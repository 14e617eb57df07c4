//! Poolfoil plan demo: plans a built-in pool and prints the layout.
//!
//! Usage:
//! ```text
//! cargo run --example plan                       # default (rectangle)
//! cargo run --example plan -- splash             # pool by name
//! cargo run --example plan -- l_shape --json     # full plan as JSON
//! RUST_LOG=poolfoil=debug cargo run --example plan
//! ```
//!
//! A `poolfoil.toml` in the working directory overrides planner defaults.

use std::path::Path;

use poolfoil::geometry::{
    DepthProfile, LegacyPlacement, LegacyStairs, PoolShape, PoolSpec, SplashPoolConfig,
    StairsInput,
};
use poolfoil::operations::estimate::EstimateMaterial;
use poolfoil::operations::layout::{PlanFoil, PlanResult};
use poolfoil::{PlannerConfig, PoolfoilError};

fn main() -> Result<(), PoolfoilError> {
    // Default: WARN for everything, INFO for poolfoil.
    // Override with RUST_LOG env var (e.g. RUST_LOG=poolfoil=trace).
    let env_filter = tracing_subscriber::EnvFilter::from_default_env()
        .add_directive(tracing_subscriber::filter::LevelFilter::WARN.into())
        .add_directive("poolfoil=info".parse().unwrap_or_default());
    tracing_subscriber::fmt().with_env_filter(env_filter).init();

    let args: Vec<String> = std::env::args().skip(1).collect();
    let json = args.iter().any(|a| a == "--json");
    let name = args
        .iter()
        .find(|a| !a.starts_with("--"))
        .map_or("rectangle", String::as_str);

    let config = PlannerConfig::load(Path::new("poolfoil.toml"))?;

    let Some(spec) = pool(name) else {
        eprintln!("unknown pool '{name}', try: rectangle, oval, l_shape, stairs, splash");
        return Ok(());
    };

    let estimate = EstimateMaterial::new(&spec, &config).execute()?;
    let plan = PlanFoil::new(&spec, &config).execute()?;

    if json {
        match serde_json::to_string_pretty(&plan) {
            Ok(text) => println!("{text}"),
            Err(e) => eprintln!("failed to serialize plan: {e}"),
        }
        return Ok(());
    }

    println!(
        "estimate: {:.1} m² -> {} narrow / {} wide rolls (prefer {})",
        estimate.total_area, estimate.narrow.rolls, estimate.wide.rolls, estimate.preferred
    );
    print_plan(&plan);
    Ok(())
}

fn pool(name: &str) -> Option<PoolSpec> {
    let rectangle = || {
        PoolSpec::new(
            PoolShape::Rectangle {
                length: 8.0,
                width: 4.0,
            },
            DepthProfile::Flat { depth: 1.4 },
        )
    };
    let spec = match name {
        "rectangle" => rectangle(),
        "oval" => PoolSpec::new(
            PoolShape::Oval {
                length: 7.0,
                width: 3.5,
            },
            DepthProfile::Flat { depth: 1.2 },
        ),
        "l_shape" => PoolSpec::new(
            PoolShape::LShape {
                length: 10.0,
                width: 6.0,
                cutout_length: 4.0,
                cutout_width: 2.0,
            },
            DepthProfile::Sloped {
                shallow: 1.1,
                deep: 1.8,
            },
        )
        .with_irregular_surcharge(5.0),
        "stairs" => rectangle().with_stairs(StairsInput::Legacy(LegacyStairs {
            placement: LegacyPlacement::DiagonalCorner,
            width: 0.0,
            step_count: 4,
            step_depth: 0.3,
            riser_height: 0.25,
        })),
        "splash" => rectangle().with_splash_pool(SplashPoolConfig::new(2.0, 0.6).with_dividing_wall(0.3)),
        _ => return None,
    };
    Some(spec)
}

fn print_plan(plan: &PlanResult) {
    println!(
        "strategy {:?}: {} segments, {} strips, {} rolls, waste {:.1} m² ({:.1}%)",
        plan.strategy,
        plan.segments.len(),
        plan.strips.len(),
        plan.rolls.len(),
        plan.waste_area,
        plan.waste_percentage
    );
    for count in plan.roll_counts() {
        println!(
            "  {} rolls: {} ({:.2} m used)",
            count.roll_width, count.rolls, count.used_length
        );
    }
    for (i, roll) in plan.rolls.iter().enumerate() {
        let lengths: Vec<String> = roll
            .strips
            .iter()
            .map(|&s| format!("{:.2}", plan.strips[s].strip_length))
            .collect();
        println!(
            "  roll {i} [{}]: {} | waste {:.2} m",
            roll.roll_width,
            lengths.join(" + "),
            roll.waste_length
        );
    }
    let c = &plan.comparison;
    for s in [c.narrow_only, c.wide_only, c.mixed] {
        println!(
            "  {:?}: {} rolls, {:.1}% waste, score {:.1}",
            s.strategy, s.roll_count, s.waste_percentage, s.score
        );
    }
    for issue in &plan.issues {
        println!("  {:?} {:?}: {}", issue.severity, issue.code, issue.message);
    }
}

++++++++

What belongs in the answer is each line of the data that has the word "score".

            "  {:?}: {} rolls, {:.1}% waste, score {:.1}",
            s.strategy, s.roll_count, s.waste_percentage, s.score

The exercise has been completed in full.